Problem to work on: Reproduce the entries from their first line up to and including the line with "current section item.". Leave out everything after it.

Material for the task:
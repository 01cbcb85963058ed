pub mod config;
pub mod db;
pub mod error;
pub mod handlers;
pub mod middleware;
pub mod oidc;
pub mod router;
pub mod views;

pub use error::AppError;
pub use router::{AppState, build_app};
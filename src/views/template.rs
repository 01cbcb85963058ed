//! Mustache-style templates.
//!
//! Supported tags: `{{name}}` (HTML-escaped), `{{{name}}}` and `{{& name}}`
//! (raw), `{{#name}}..{{/name}}` (section), `{{^name}}..{{/name}}`
//! (inverted section), `{{> partial}}` and `{{! comment}}`. Names may be
//! dotted paths; `.` is the current section item.

use std::collections::HashMap;

use serde_json::Value;

use crate::error::AppError;

/// Nested partials deeper than this are treated as a cycle.
const MAX_PARTIAL_DEPTH: usize = 16;

#[derive(Debug, Clone, PartialEq)]
enum Node {
    Text(String),
    Var { path: String, escape: bool },
    Section { path: String, inverted: bool, children: Vec<Node> },
    Partial(String),
}

#[derive(Debug, Clone, PartialEq)]
pub struct Template {
    nodes: Vec<Node>,
}

struct OpenSection {
    path: String,
    inverted: bool,
    parent: Vec<Node>,
}

impl Template {
    pub fn parse(source: &str) -> Result<Self, AppError> {
        let mut open: Vec<OpenSection> = Vec::new();
        let mut current: Vec<Node> = Vec::new();
        let mut rest = source;

        while let Some(start) = rest.find("{{") {
            if start > 0 {
                current.push(Node::Text(rest[..start].to_string()));
            }
            let after = &rest[start + 2..];

            if let Some(inner) = after.strip_prefix('{') {
                let end = inner
                    .find("}}}")
                    .ok_or_else(|| AppError::Template("unclosed `{{{` tag".to_string()))?;
                current.push(Node::Var {
                    path: tag_name(&inner[..end])?,
                    escape: false,
                });
                rest = &inner[end + 3..];
                continue;
            }

            let end = after
                .find("}}")
                .ok_or_else(|| AppError::Template("unclosed `{{` tag".to_string()))?;
            let tag = after[..end].trim();
            rest = &after[end + 2..];

            match tag.as_bytes().first() {
                Some(b'#') | Some(b'^') => open.push(OpenSection {
                    path: tag_name(&tag[1..])?,
                    inverted: tag.starts_with('^'),
                    parent: std::mem::take(&mut current),
                }),
                Some(b'/') => {
                    let name = tag_name(&tag[1..])?;
                    let Some(section) = open.pop() else {
                        return Err(AppError::Template(format!(
                            "closing tag `{name}` without an open section"
                        )));
                    };
                    if section.path != name {
                        return Err(AppError::Template(format!(
                            "section `{}` closed by `{name}`",
                            section.path
                        )));
                    }
                    let children = std::mem::replace(&mut current, section.parent);
                    current.push(Node::Section {
                        path: section.path,
                        inverted: section.inverted,
                        children,
                    });
                }
                Some(b'>') => current.push(Node::Partial(tag_name(&tag[1..])?)),
                Some(b'!') => {}
                Some(b'&') => current.push(Node::Var {
                    path: tag_name(&tag[1..])?,
                    escape: false,
                }),
                _ => current.push(Node::Var {
                    path: tag_name(tag)?,
                    escape: true,
                }),
            }
        }

        if !rest.is_empty() {
            current.push(Node::Text(rest.to_string()));
        }
        if let Some(section) = open.pop() {
            return Err(AppError::Template(format!(
                "section `{}` is never closed",
                section.path
            )));
        }
        Ok(Self { nodes: current })
    }

    /// Render against `ctx`, resolving `{{> name}}` through `partials`.
    pub fn render(
        &self,
        ctx: &Value,
        partials: &HashMap<String, Template>,
    ) -> Result<String, AppError> {
        let mut out = String::new();
        let mut stack = vec![ctx];
        render_nodes(&self.nodes, &mut stack, partials, 0, &mut out)?;
        Ok(out)
    }
}

fn tag_name(raw: &str) -> Result<String, AppError> {
    let name = raw.trim();
    if name.is_empty() {
        return Err(AppError::Template("empty tag".to_string()));
    }
    Ok(name.to_string())
}

fn render_nodes<'a>(
    nodes: &[Node],
    stack: &mut Vec<&'a Value>,
    partials: &HashMap<String, Template>,
    depth: usize,
    out: &mut String,
) -> Result<(), AppError> {
    for node in nodes {
        match node {
            Node::Text(text) => out.push_str(text),
            Node::Var { path, escape } => {
                let text = lookup(stack, path).map(to_text).unwrap_or_default();
                if *escape {
                    escape_html(&text, out);
                } else {
                    out.push_str(&text);
                }
            }
            Node::Section {
                path,
                inverted,
                children,
            } => {
                let value = lookup(stack, path);
                let truthy = value.is_some_and(is_truthy);
                if *inverted {
                    if !truthy {
                        render_nodes(children, stack, partials, depth, out)?;
                    }
                    continue;
                }
                let Some(value) = value.filter(|v| is_truthy(v)) else {
                    continue;
                };
                let items: Vec<&'a Value> = match value {
                    Value::Array(items) => items.iter().collect(),
                    other => vec![other],
                };
                for item in items {
                    stack.push(item);
                    let rendered = render_nodes(children, stack, partials, depth, out);
                    stack.pop();
                    rendered?;
                }
            }
            Node::Partial(name) => {
                if depth >= MAX_PARTIAL_DEPTH {
                    return Err(AppError::Template(format!(
                        "partial `{name}` nested too deeply"
                    )));
                }
                let partial = partials
                    .get(name)
                    .ok_or_else(|| AppError::Template(format!("unknown partial `{name}`")))?;
                render_nodes(&partial.nodes, stack, partials, depth + 1, out)?;
            }
        }
    }
    Ok(())
}

fn lookup<'a>(stack: &[&'a Value], path: &str) -> Option<&'a Value> {
    if path == "." {
        return stack.last().copied();
    }
    let mut parts = path.split('.');
    let first = parts.next()?;
    let mut value = stack.iter().rev().copied().find_map(|frame| frame.get(first))?;
    for part in parts {
        value = value.get(part)?;
    }
    Some(value)
}

fn is_truthy(value: &Value) -> bool {
    match value {
        Value::Null => false,
        Value::Bool(b) => *b,
        Value::String(s) => !s.is_empty(),
        Value::Array(items) => !items.is_empty(),
        Value::Number(_) | Value::Object(_) => true,
    }
}

fn to_text(value: &Value) -> String {
    match value {
        Value::String(s) => s.clone(),
        Value::Number(n) => n.to_string(),
        Value::Bool(b) => b.to_string(),
        Value::Null | Value::Array(_) | Value::Object(_) => String::new(),
    }
}

fn escape_html(text: &str, out: &mut String) {
    for c in text.chars() {
        match c {
            '&' => out.push_str("&amp;"),
            '<' => out.push_str("&lt;"),
            '>' => out.push_str("&gt;"),
            '"' => out.push_str("&quot;"),
            '\'' => out.push_str("&#39;"),
            c => out.push(c),
        }
    }
}

#[cfg(test)]
mod tests {
    use super::*;
    use serde_json::json;

    fn render(source: &str, ctx: Value) -> String {
        Template::parse(source)
            .expect("parse")
            .render(&ctx, &HashMap::new())
            .expect("render")
    }

    #[test]
    fn variables_are_escaped_unless_triple() {
        let ctx = json!({ "name": "<b>Tom & Jerry</b>" });
        assert_eq!(
            render("{{name}}|{{{name}}}|{{& name}}", ctx),
            "&lt;b&gt;Tom &amp; Jerry&lt;/b&gt;|<b>Tom & Jerry</b>|<b>Tom & Jerry</b>"
        );
    }

    #[test]
    fn sections_iterate_and_fall_back_to_outer_scope() {
        let ctx = json!({
            "prefix": "#",
            "books": [{ "title": "Dune" }, { "title": "Emma" }]
        });
        assert_eq!(
            render("{{#books}}{{prefix}}{{title}} {{/books}}", ctx),
            "#Dune #Emma "
        );
    }

    #[test]
    fn inverted_sections_render_for_falsy_values() {
        let tpl = "{{#isAuthenticated}}out{{/isAuthenticated}}{{^isAuthenticated}}in{{/isAuthenticated}}";
        assert_eq!(render(tpl, json!({ "isAuthenticated": true })), "out");
        assert_eq!(render(tpl, json!({ "isAuthenticated": false })), "in");
        assert_eq!(render("{{^items}}none{{/items}}", json!({ "items": [] })), "none");
    }

    #[test]
    fn dotted_paths_and_missing_values() {
        let ctx = json!({ "user": { "email": "a@b.c" } });
        assert_eq!(render("[{{user.email}}][{{user.name}}][{{nope}}]", ctx), "[a@b.c][][]");
        assert_eq!(render("{{#tags}}{{.}},{{/tags}}", json!({ "tags": ["a", 1] })), "a,1,");
    }

    #[test]
    fn partials_share_the_context() {
        let mut partials = HashMap::new();
        partials.insert(
            "row".to_string(),
            Template::parse("<li>{{name}}</li>").unwrap(),
        );
        let tpl = Template::parse("<ul>{{#authors}}{{> row}}{{/authors}}</ul>{{! note }}").unwrap();
        let out = tpl
            .render(&json!({ "authors": [{ "name": "Le Guin" }] }), &partials)
            .unwrap();
        assert_eq!(out, "<ul><li>Le Guin</li></ul>");
    }

    #[test]
    fn malformed_templates_are_rejected() {
        assert!(Template::parse("{{#a}}x").is_err());
        assert!(Template::parse("{{#a}}x{{/b}}").is_err());
        assert!(Template::parse("{{/a}}").is_err());
        assert!(Template::parse("{{name").is_err());
        assert!(Template::parse("{{}}").is_err());
    }

    #[test]
    fn self_including_partial_is_an_error() {
        let mut partials = HashMap::new();
        partials.insert("loop".to_string(), Template::parse("{{> loop}}").unwrap());
        let tpl = Template::parse("{{> loop}}").unwrap();
        assert!(tpl.render(&json!({}), &partials).is_err());
    }
}
use std::convert::Infallible;

use axum::extract::{FromRef, FromRequestParts, Request, State};
use axum::http::request::Parts;
use axum::middleware::Next;
use axum::response::{IntoResponse, Redirect, Response};
use axum_extra::extract::cookie::{Key, PrivateCookieJar};
use tracing::debug;

use crate::oidc::session::{UserProfile, load_session};
use crate::router::AppState;
use crate::views::ViewLocals;

/// Login routes and the liveness probe; never redirected to `/login`.
const PUBLIC_PATHS: &[&str] = &["/login", "/logout", "/callback", "/test"];

/// Per-request authentication state derived from the session cookie.
#[derive(Debug, Clone, Default, PartialEq)]
pub struct AuthState {
    user: Option<UserProfile>,
}

impl AuthState {
    pub fn from_jar(jar: &PrivateCookieJar) -> Self {
        Self {
            user: load_session(jar).map(|s| s.user),
        }
    }

    pub fn is_authenticated(&self) -> bool {
        self.user.is_some()
    }

    pub fn user(&self) -> Option<&UserProfile> {
        self.user.as_ref()
    }
}

impl<S> FromRequestParts<S> for AuthState
where
    S: Send + Sync,
    Key: FromRef<S>,
{
    type Rejection = Infallible;

    async fn from_request_parts(parts: &mut Parts, state: &S) -> Result<Self, Self::Rejection> {
        if let Some(auth) = parts.extensions.get::<AuthState>() {
            return Ok(auth.clone());
        }
        let jar = PrivateCookieJar::<Key>::from_request_parts(parts, state).await?;
        Ok(Self::from_jar(&jar))
    }
}

/// Attach [`AuthState`] to the request. With `auth_required`, anonymous
/// requests outside the login routes are sent to `/login` first.
pub async fn attach_auth_state(
    State(state): State<AppState>,
    jar: PrivateCookieJar,
    mut req: Request,
    next: Next,
) -> Response {
    let auth = AuthState::from_jar(&jar);

    if state.oidc.settings().auth_required
        && !auth.is_authenticated()
        && !PUBLIC_PATHS.contains(&req.uri().path())
    {
        let return_to = req
            .uri()
            .path_and_query()
            .map(|pq| pq.as_str())
            .unwrap_or("/");
        let target = format!(
            "/login?{}",
            url::form_urlencoded::Serializer::new(String::new())
                .append_pair("returnTo", return_to)
                .finish()
        );
        debug!(path = %req.uri().path(), "anonymous request redirected to login");
        return Redirect::to(&target).into_response();
    }

    req.extensions_mut().insert(auth);
    next.run(req).await
}

/// Copy the auth state into the values every rendered view receives.
pub async fn attach_view_locals(auth: AuthState, mut req: Request, next: Next) -> Response {
    let locals = ViewLocals {
        is_authenticated: auth.is_authenticated(),
        user: auth.user().cloned(),
    };
    req.extensions_mut().insert(locals);
    next.run(req).await
}

impl<S> FromRequestParts<S> for ViewLocals
where
    S: Send + Sync,
{
    type Rejection = Infallible;

    async fn from_request_parts(parts: &mut Parts, _state: &S) -> Result<Self, Self::Rejection> {
        Ok(parts
            .extensions
            .get::<ViewLocals>()
            .cloned()
            .unwrap_or_default())
    }
}
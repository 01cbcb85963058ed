use axum::{
    Form, Json,
    extract::{FromRequest, Request},
    http::header::CONTENT_TYPE,
    response::{IntoResponse, Response},
};
use serde::{Deserialize, Deserializer, de::DeserializeOwned};

/// Request body read as JSON when the content type says so, otherwise as an
/// urlencoded form.
#[derive(Debug, Clone, Copy, Default)]
pub struct FormOrJson<T>(pub T);

impl<S, T> FromRequest<S> for FormOrJson<T>
where
    S: Send + Sync,
    T: DeserializeOwned,
{
    type Rejection = Response;

    async fn from_request(req: Request, state: &S) -> Result<Self, Self::Rejection> {
        if is_json(&req) {
            let Json(value) = Json::<T>::from_request(req, state)
                .await
                .map_err(IntoResponse::into_response)?;
            return Ok(Self(value));
        }
        let Form(value) = Form::<T>::from_request(req, state)
            .await
            .map_err(IntoResponse::into_response)?;
        Ok(Self(value))
    }
}

fn is_json(req: &Request) -> bool {
    req.headers()
        .get(CONTENT_TYPE)
        .and_then(|v| v.to_str().ok())
        .and_then(|ct| ct.split(';').next())
        .is_some_and(|mime| mime.trim().eq_ignore_ascii_case("application/json"))
}

/// Form fields arrive as text; JSON clients may send numbers for the same field.
pub fn text_or_number<'de, D>(deserializer: D) -> Result<String, D::Error>
where
    D: Deserializer<'de>,
{
    #[derive(Deserialize)]
    #[serde(untagged)]
    enum Raw {
        Text(String),
        Int(i64),
        Float(f64),
    }

    Ok(match Raw::deserialize(deserializer)? {
        Raw::Text(s) => s,
        Raw::Int(n) => n.to_string(),
        Raw::Float(n) => n.to_string(),
    })
}

#[cfg(test)]
mod tests {
    use super::*;
    use axum::body::Body;
    use serde_json::json;

    #[derive(Debug, Deserialize)]
    struct Sample {
        name: String,
        #[serde(default, deserialize_with = "text_or_number")]
        count: String,
    }

    fn request(content_type: &str, body: String) -> Request {
        Request::builder()
            .method("POST")
            .uri("/")
            .header(CONTENT_TYPE, content_type)
            .body(Body::from(body))
            .unwrap()
    }

    #[tokio::test]
    async fn reads_urlencoded_forms() {
        let req = request("application/x-www-form-urlencoded", "name=Ada&count=3".into());
        let FormOrJson(sample) = FormOrJson::<Sample>::from_request(req, &()).await.unwrap();
        assert_eq!(sample.name, "Ada");
        assert_eq!(sample.count, "3");
    }

    #[tokio::test]
    async fn reads_json_with_numbers() {
        let body = json!({ "name": "Ada", "count": 3 }).to_string();
        let req = request("application/json; charset=utf-8", body);
        let FormOrJson(sample) = FormOrJson::<Sample>::from_request(req, &()).await.unwrap();
        assert_eq!(sample.name, "Ada");
        assert_eq!(sample.count, "3");
    }

    #[tokio::test]
    async fn malformed_json_is_rejected() {
        let req = request("application/json", "{".into());
        let res = FormOrJson::<Sample>::from_request(req, &()).await;
        assert!(res.is_err());
    }
}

Task result:
repository 01cbcb85963058ed
pub mod config;
pub mod db;
pub mod error;
pub mod handlers;
pub mod middleware;
pub mod oidc;
pub mod router;
pub mod views;

pub use error::AppError;
pub use router::{AppState, build_app};
filename src/views/template.rs
repository 01cbcb85963058ed
//! Mustache-style templates.
//!
//! Supported tags: `{{name}}` (HTML-escaped), `{{{name}}}` and `{{& name}}`
//! (raw), `{{#name}}..{{/name}}` (section), `{{^name}}..{{/name}}`
//! (inverted section), `{{> partial}}` and `{{! comment}}`. Names may be
//! dotted paths; `.` is the current section item.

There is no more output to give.